A Testbed for Distributed Autonomous Control Concepts for High-Power Microgrids (GR-17-10)

Principal Investigator: Dr. Juan Balda, Dr. Adel Nasiri

Both the University of Wisconsin-Milwaukee (UWM) and the University of Arkansas (UA) have worked on several microgrid controls projects including high-power microgrids, hierarchical control, virtual droop control, and central control.  There are several research tasks within Project GR-17-10 to be performed jointly by UWM and UA, (i) to develop the concept for distributed microgrid controls, (ii) to evaluate the reliability improvement using distributed controls, (iii) to build an HIL setup to test and implement microgrid control, (iv) to implement a high-power microgrid  testbed (MGTB) at the UA National Center for Reliable Electric Power Transmission (NCREPT), and (v) to develop autonomous and predictive concept in a microgrid with higher penetration of renewables.

Tasks i, ii, and v will be performed at UWM, led by Prof. Adel Nasiri.  The concept of the distributed control system is based on installing fast and low cost controllers at each distributed source or smart load.  The reliability assessment will be conducted using Markov Chain theory.  Both UWM and UA will perform task iii on different platforms, with UWM on NI CompactRIO-based system and UA on Typhoon-based system.  UA will perform task iv using the existing three back-to-back voltage-source converters, the so-called regen benches that will be connected in parallel to the point of common coupling in order to emulate different type of generators and loads.

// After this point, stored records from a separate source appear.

use chrono::{DateTime, SecondsFormat, Utc};
use igt_store::tree::Document;
use serde::Serialize;

use super::ExportError;

/// Exports document trees as pretty-printed JSON.
pub struct JsonExporter;

#[derive(Serialize)]
struct JsonExport<'a> {
    exported_at: String,
    texts: &'a [Document],
}

impl JsonExporter {
    /// Exports documents stamped with the current time.
    ///
    /// # Errors
    /// Returns `ExportError` if serialization fails.
    pub fn export(documents: &[Document]) -> Result<String, ExportError> {
        Self::export_at(documents, Utc::now())
    }

    /// Exports documents with an explicit timestamp.
    ///
    /// # Errors
    /// Returns `ExportError` if serialization fails.
    pub fn export_at(documents: &[Document], exported_at: DateTime<Utc>) -> Result<String, ExportError> {
        let payload = JsonExport {
            exported_at: exported_at.to_rfc3339_opts(SecondsFormat::Secs, true),
            texts: documents,
        };
        Ok(serde_json::to_string_pretty(&payload)?)
    }
}

#[cfg(test)]
mod tests {
    use chrono::TimeZone;
    use serde_json::Value;

    use super::*;
    use crate::parsers::{FlextextParser, ParseOptions};

    #[test]
    fn exports_tree_shape_with_timestamp() {
        let xml = r#"<interlinear-text guid="t">
  <item type="title" lang="en">Demo</item>
  <paragraphs><paragraph guid="s"><phrases><phrase guid="p"><words>
    <word guid="w"><item type="txt">hi</item></word>
  </words></phrase></phrases></paragraph></paragraphs>
</interlinear-text>"#;
        let documents = FlextextParser::parse(xml, &ParseOptions::new())
            .expect("fixture should parse")
            .documents;
        let at = Utc.with_ymd_and_hms(2024, 5, 1, 12, 0, 0).single().expect("valid time");

        let json = JsonExporter::export_at(&documents, at).expect("export should succeed");
        let value: Value = serde_json::from_str(&json).expect("export is JSON");

        assert_eq!(value["exported_at"], "2024-05-01T12:00:00Z");
        let text = &value["texts"][0];
        assert_eq!(text["id"], "t");
        assert_eq!(text["default_language"], "en");
        let word = &text["sections"][0]["phrases"][0]["words"][0];
        assert_eq!(word["surface_form"], "hi");
        assert_eq!(word["language"], "en");
        assert!(word.get("gloss").is_none());
    }

    #[test]
    fn exported_texts_deserialize_back_into_trees() {
        let xml = r#"<interlinear-text guid="t"><item type="source">notes</item></interlinear-text>"#;
        let documents = FlextextParser::parse(xml, &ParseOptions::new())
            .expect("fixture should parse")
            .documents;
        let json = JsonExporter::export(&documents).expect("export should succeed");
        let value: Value = serde_json::from_str(&json).expect("export is JSON");
        let texts: Vec<Document> = serde_json::from_value(value["texts"].clone()).expect("tree shape");
        assert_eq!(texts, documents);
    }
}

These regen benches would emulate wind power, photovoltaics arrays and other generators to determine their interaction and stability problems in high-power microgrids.  The regen benches would work in two modes: the grid-connected and island modes.  The UWM controller will be implemented on a system with real renewable sources and loads.  The controller will take into account the forecast for renewable energy generation and load to minimize the stress on energy storage and improve power quality in the microgrid.  The ultimate goal of this project is to compare the performances and differences between the UA high power testbed and the UWM testbed with high renewable penetration so a set of guidelines could be produced.